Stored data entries

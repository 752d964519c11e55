//! vigil-reid - cross-camera re-identification service
//!
//! Loads configuration, opens the database, installs the stored (or seeded) camera
//! topology, then runs the HTTP API alongside three background tasks: the outbox
//! notifier, the session expiry sweep and the outbox dispatcher.

use std::path::PathBuf;
use std::sync::Arc;

use anyhow::{Context, Result};
use clap::Parser;
use tokio::signal;
use tokio_util::sync::CancellationToken;
use tracing::{info, warn};
use tracing_subscriber::{layer::SubscriberExt, util::SubscriberInitExt};
use vigil_common::SystemClock;

use vigil_reid::config::ReidConfig;
use vigil_reid::outbox::{OutboxDispatcher, OutboxNotifier};
use vigil_reid::publisher::BroadcastPublisher;
use vigil_reid::tracking::run_expiry_sweep;
use vigil_reid::AppState;

/// Command-line arguments for vigil-reid
#[derive(Parser, Debug)]
#[command(name = "vigil-reid")]
#[command(about = "Cross-camera identity re-identification service")]
#[command(version)]
struct Args {
    /// Config file (TOML)
    #[arg(short, long, env = "VIGIL_CONFIG")]
    config: Option<PathBuf>,

    /// Port to listen on (overrides [server] port)
    #[arg(short, long, env = "VIGIL_REID_PORT")]
    port: Option<u16>,

    /// SQLite database file (overrides [database] path)
    #[arg(short, long, env = "VIGIL_DATABASE")]
    database: Option<PathBuf>,

    /// Topology TOML file to seed the store with (overrides [topology] seed_file)
    #[arg(short, long)]
    topology: Option<PathBuf>,
}

#[tokio::main]
async fn main() -> Result<()> {
    let args = Args::parse();

    let mut config = ReidConfig::load(args.config.as_deref()).context("Failed to load configuration")?;
    if let Some(port) = args.port {
        config.server.port = port;
    }
    if let Some(database) = args.database {
        config.database.path = Some(database);
    }
    if let Some(topology) = args.topology {
        config.topology.seed_file = Some(topology);
    }

    // Initialize tracing
    let level = config.logging.level.trim();
    let default_filter = if level.contains('=') || level.contains(',') {
        level.to_string()
    } else {
        format!("vigil_reid={level},vigil_common={level},tower_http={level}")
    };
    tracing_subscriber::registry()
        .with(
            tracing_subscriber::EnvFilter::try_from_default_env()
                .unwrap_or_else(|_| default_filter.into()),
        )
        .with(tracing_subscriber::fmt::layer())
        .init();

    info!("Starting vigil-reid v{}", env!("CARGO_PKG_VERSION"));

    let db_path = config.database.resolved_path();
    info!("Database: {}", db_path.display());
    let db = vigil_common::db::init_database(&db_path)
        .await
        .context("Failed to open database")?;

    let (state, notifications) = AppState::new(db.clone(), &config, Arc::new(SystemClock));

    if let Some(seed) = &config.topology.seed_file {
        state
            .topology_store
            .seed_from_file(seed)
            .await
            .with_context(|| format!("Failed to seed topology from {}", seed.display()))?;
    }
    let summary = state
        .topology_store
        .reload(&state.topology)
        .await
        .context("Failed to load camera topology")?;
    if summary.cameras == 0 {
        warn!("Camera topology is empty; cross-camera matching will only find same-camera re-observations");
    }

    // Background tasks
    let cancel = CancellationToken::new();
    let mut tasks = tokio::task::JoinSet::new();

    let notifier = OutboxNotifier::new(db.clone(), config.outbox.max_lock_wait_ms);
    tasks.spawn(notifier.run(notifications, cancel.clone()));

    tasks.spawn(run_expiry_sweep(
        state.engine.clone(),
        config.tracking.sweep_interval(),
        cancel.clone(),
    ));

    let dispatcher = OutboxDispatcher::new(
        Arc::new(state.outbox.clone()),
        Arc::new(BroadcastPublisher::new(state.event_bus.clone())),
        config.outbox.clone(),
    );
    tasks.spawn(dispatcher.run(cancel.clone()));

    let app = vigil_reid::build_router(state);

    let addr = config.server.bind_addr();
    let listener = tokio::net::TcpListener::bind(&addr)
        .await
        .with_context(|| format!("Failed to bind to {}", addr))?;
    info!("Listening on http://{}", addr);
    info!("Health check: http://{}/health", addr);

    axum::serve(listener, app)
        .with_graceful_shutdown(shutdown_signal())
        .await
        .context("Server error")?;

    info!("HTTP server stopped; stopping background tasks");
    cancel.cancel();
    while let Some(result) = tasks.join_next().await {
        if let Err(e) = result {
            warn!(error = %e, "Background task ended abnormally");
        }
    }

    db.close().await;
    info!("Shutdown complete");
    Ok(())
}

/// Graceful shutdown signal handler
async fn shutdown_signal() {
    let ctrl_c = async {
        if let Err(e) = signal::ctrl_c().await {
            warn!(error = %e, "Failed to listen for Ctrl+C");
            std::future::pending::<()>().await;
        }
    };

    #[cfg(unix)]
    let terminate = async {
        match signal::unix::signal(signal::unix::SignalKind::terminate()) {
            Ok(mut stream) => {
                stream.recv().await;
            }
            Err(e) => {
                warn!(error = %e, "Failed to install SIGTERM handler");
                std::future::pending::<()>().await;
            }
        }
    };

    #[cfg(not(unix))]
    let terminate = std::future::pending::<()>();

    tokio::select! {
        _ = ctrl_c => {
            info!("Received Ctrl+C, shutting down");
        },
        _ = terminate => {
            info!("Received terminate signal, shutting down");
        },
    }
}
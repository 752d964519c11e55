use chrono::{DateTime, Utc};
use serde::Serialize;
use std::collections::{BTreeMap, BTreeSet, VecDeque};
use tracing::debug;

/// Live tracking state for one person. Only ever touched under the engine's per-session
/// mutex; callers see [`SessionSnapshot`] copies.
#[derive(Debug)]
pub(crate) struct TrackingSession {
    person_id: String,
    current_profile_id: i64,
    started_at: DateTime<Utc>,
    last_seen_at: DateTime<Utc>,
    last_camera_id: Option<String>,
    seen_cameras: BTreeSet<String>,
    visited_zones: BTreeMap<String, DateTime<Utc>>,
    similarity_history: VecDeque<f32>,
    history_capacity: usize,
    sighting_count: u64,
}

impl TrackingSession {
    pub(crate) fn new(
        person_id: &str,
        profile_id: i64,
        seen_at: DateTime<Utc>,
        history_capacity: usize,
    ) -> Self {
        let history_capacity = history_capacity.max(1);
        Self {
            person_id: person_id.to_string(),
            current_profile_id: profile_id,
            started_at: seen_at,
            last_seen_at: seen_at,
            last_camera_id: None,
            seen_cameras: BTreeSet::new(),
            visited_zones: BTreeMap::new(),
            similarity_history: VecDeque::with_capacity(history_capacity),
            history_capacity,
            sighting_count: 0,
        }
    }

    /// Apply one sighting
    ///
    /// `camera_id`/`zone_id` must already be normalized (non-empty when `Some`). A
    /// sighting older than `last_seen_at` still contributes its similarity, camera and
    /// zone, but never moves `last_seen_at`, `last_camera_id`, the current profile or a
    /// zone visit time backwards.
    pub(crate) fn apply(
        &mut self,
        profile_id: i64,
        similarity: f32,
        camera_id: Option<&str>,
        zone_id: Option<&str>,
        seen_at: DateTime<Utc>,
    ) {
        let in_order = seen_at >= self.last_seen_at;
        self.sighting_count += 1;

        if in_order {
            self.last_seen_at = seen_at;
            self.current_profile_id = profile_id;
        } else {
            debug!(
                person_id = %self.person_id,
                seen_at = %seen_at,
                last_seen_at = %self.last_seen_at,
                "Out-of-order sighting; keeping newer timestamps"
            );
        }
        self.started_at = self.started_at.min(seen_at);

        if similarity.is_finite() {
            if self.similarity_history.len() == self.history_capacity {
                self.similarity_history.pop_front();
            }
            self.similarity_history.push_back(similarity);
        } else {
            debug!(person_id = %self.person_id, "Ignoring non-finite similarity");
        }

        if let Some(camera) = camera_id {
            self.seen_cameras.insert(camera.to_string());
            if in_order {
                self.last_camera_id = Some(camera.to_string());
            }
        }

        if let Some(zone) = zone_id {
            let visit = self.visited_zones.entry(zone.to_string()).or_insert(seen_at);
            if seen_at > *visit {
                *visit = seen_at;
            }
        }
    }

    /// Mean of the similarity history, 0.0 when empty
    pub(crate) fn avg_similarity(&self) -> f32 {
        if self.similarity_history.is_empty() {
            return 0.0;
        }
        let sum: f64 = self.similarity_history.iter().map(|s| *s as f64).sum();
        (sum / self.similarity_history.len() as f64) as f32
    }

    pub(crate) fn last_seen_at(&self) -> DateTime<Utc> {
        self.last_seen_at
    }

    pub(crate) fn last_camera_id(&self) -> Option<&str> {
        self.last_camera_id.as_deref()
    }

    pub(crate) fn has_seen_camera(&self, camera_id: &str) -> bool {
        self.seen_cameras.contains(camera_id)
    }

    pub(crate) fn seen_any_of(&self, cameras: &BTreeSet<String>) -> bool {
        !self.seen_cameras.is_disjoint(cameras)
    }

    pub(crate) fn zone_visit(&self, zone_id: &str) -> Option<DateTime<Utc>> {
        self.visited_zones.get(zone_id).copied()
    }

    pub(crate) fn snapshot(&self) -> SessionSnapshot {
        SessionSnapshot {
            person_id: self.person_id.clone(),
            current_profile_id: self.current_profile_id,
            started_at: self.started_at,
            last_seen_at: self.last_seen_at,
            last_camera_id: self.last_camera_id.clone(),
            seen_cameras: self.seen_cameras.iter().cloned().collect(),
            visited_zones: self.visited_zones.clone(),
            similarity_history: self.similarity_history.iter().copied().collect(),
            avg_similarity: self.avg_similarity(),
            sighting_count: self.sighting_count,
        }
    }
}

/// Read-only copy of a tracking session
#[derive(Debug, Clone, PartialEq, Serialize)]
pub struct SessionSnapshot {
    pub person_id: String,
    pub current_profile_id: i64,
    pub started_at: DateTime<Utc>,
    pub last_seen_at: DateTime<Utc>,
    pub last_camera_id: Option<String>,
    /// Sorted
    pub seen_cameras: Vec<String>,
    pub visited_zones: BTreeMap<String, DateTime<Utc>>,
    /// Oldest first
    pub similarity_history: Vec<f32>,
    pub avg_similarity: f32,
    pub sighting_count: u64,
}

impl SessionSnapshot {
    /// Seconds since the last sighting, never negative
    pub fn last_seen_age_secs(&self, now: DateTime<Utc>) -> f64 {
        vigil_common::time::elapsed_secs(self.last_seen_at, now)
    }
}

#[cfg(test)]
mod tests {
    use super::*;
    use chrono::{Duration, TimeZone};

    fn t0() -> DateTime<Utc> {
        Utc.with_ymd_and_hms(2026, 3, 1, 9, 0, 0).unwrap()
    }

    #[test]
    fn test_history_is_bounded_fifo() {
        let mut session = TrackingSession::new("p", 1, t0(), 50);
        for i in 0..75 {
            let sim = i as f32 / 100.0;
            session.apply(1, sim, Some("lobby"), None, t0() + Duration::seconds(i));
        }

        let snapshot = session.snapshot();
        assert_eq!(snapshot.similarity_history.len(), 50);
        assert_eq!(snapshot.similarity_history[0], 0.25);
        assert_eq!(snapshot.similarity_history[49], 0.74);

        let expected: f64 = (25..75).map(|i| i as f64 / 100.0).sum::<f64>() / 50.0;
        assert!((snapshot.avg_similarity as f64 - expected).abs() < 1e-5);
        assert_eq!(snapshot.sighting_count, 75);
    }

    #[test]
    fn test_empty_history_averages_zero() {
        let session = TrackingSession::new("p", 1, t0(), 50);
        assert_eq!(session.avg_similarity(), 0.0);
    }

    #[test]
    fn test_out_of_order_sighting_keeps_newer_state() {
        let mut session = TrackingSession::new("p", 1, t0(), 50);
        session.apply(1, 0.9, Some("hall"), Some("z1"), t0() + Duration::seconds(10));
        session.apply(2, 0.7, Some("lobby"), Some("z1"), t0() + Duration::seconds(4));

        let snapshot = session.snapshot();
        assert_eq!(snapshot.last_seen_at, t0() + Duration::seconds(10));
        assert_eq!(snapshot.last_camera_id.as_deref(), Some("hall"));
        assert_eq!(snapshot.current_profile_id, 1);
        assert_eq!(snapshot.visited_zones["z1"], t0() + Duration::seconds(10));
        assert_eq!(snapshot.seen_cameras, vec!["hall".to_string(), "lobby".to_string()]);
        assert_eq!(snapshot.similarity_history, vec![0.9, 0.7]);
    }

    #[test]
    fn test_sighting_without_camera_or_zone() {
        let mut session = TrackingSession::new("p", 1, t0(), 50);
        session.apply(3, 0.8, None, None, t0());

        let snapshot = session.snapshot();
        assert!(snapshot.last_camera_id.is_none());
        assert!(snapshot.seen_cameras.is_empty());
        assert!(snapshot.visited_zones.is_empty());
        assert_eq!(snapshot.current_profile_id, 3);
    }

    #[test]
    fn test_non_finite_similarity_is_not_recorded() {
        let mut session = TrackingSession::new("p", 1, t0(), 50);
        session.apply(1, 0.8, None, None, t0());
        session.apply(1, f32::NAN, None, None, t0());
        assert_eq!(session.snapshot().similarity_history, vec![0.8]);
    }
}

◆ Task statement: The first line of the records and every line down to the line with "use vigil_reid::publisher::BroadcastPublisher;" must be quoted exactly; leave out all else.

◆ Exercise response:
repository 752d964519c11e55
//! vigil-reid - cross-camera re-identification service
//!
//! Loads configuration, opens the database, installs the stored (or seeded) camera
//! topology, then runs the HTTP API alongside three background tasks: the outbox
//! notifier, the session expiry sweep and the outbox dispatcher.

use std::path::PathBuf;
use std::sync::Arc;

use anyhow::{Context, Result};
use clap::Parser;
use tokio::signal;
use tokio_util::sync::CancellationToken;
use tracing::{info, warn};
use tracing_subscriber::{layer::SubscriberExt, util::SubscriberInitExt};
use vigil_common::SystemClock;

use vigil_reid::config::ReidConfig;
use vigil_reid::outbox::{OutboxDispatcher, OutboxNotifier};
use vigil_reid::publisher::BroadcastPublisher;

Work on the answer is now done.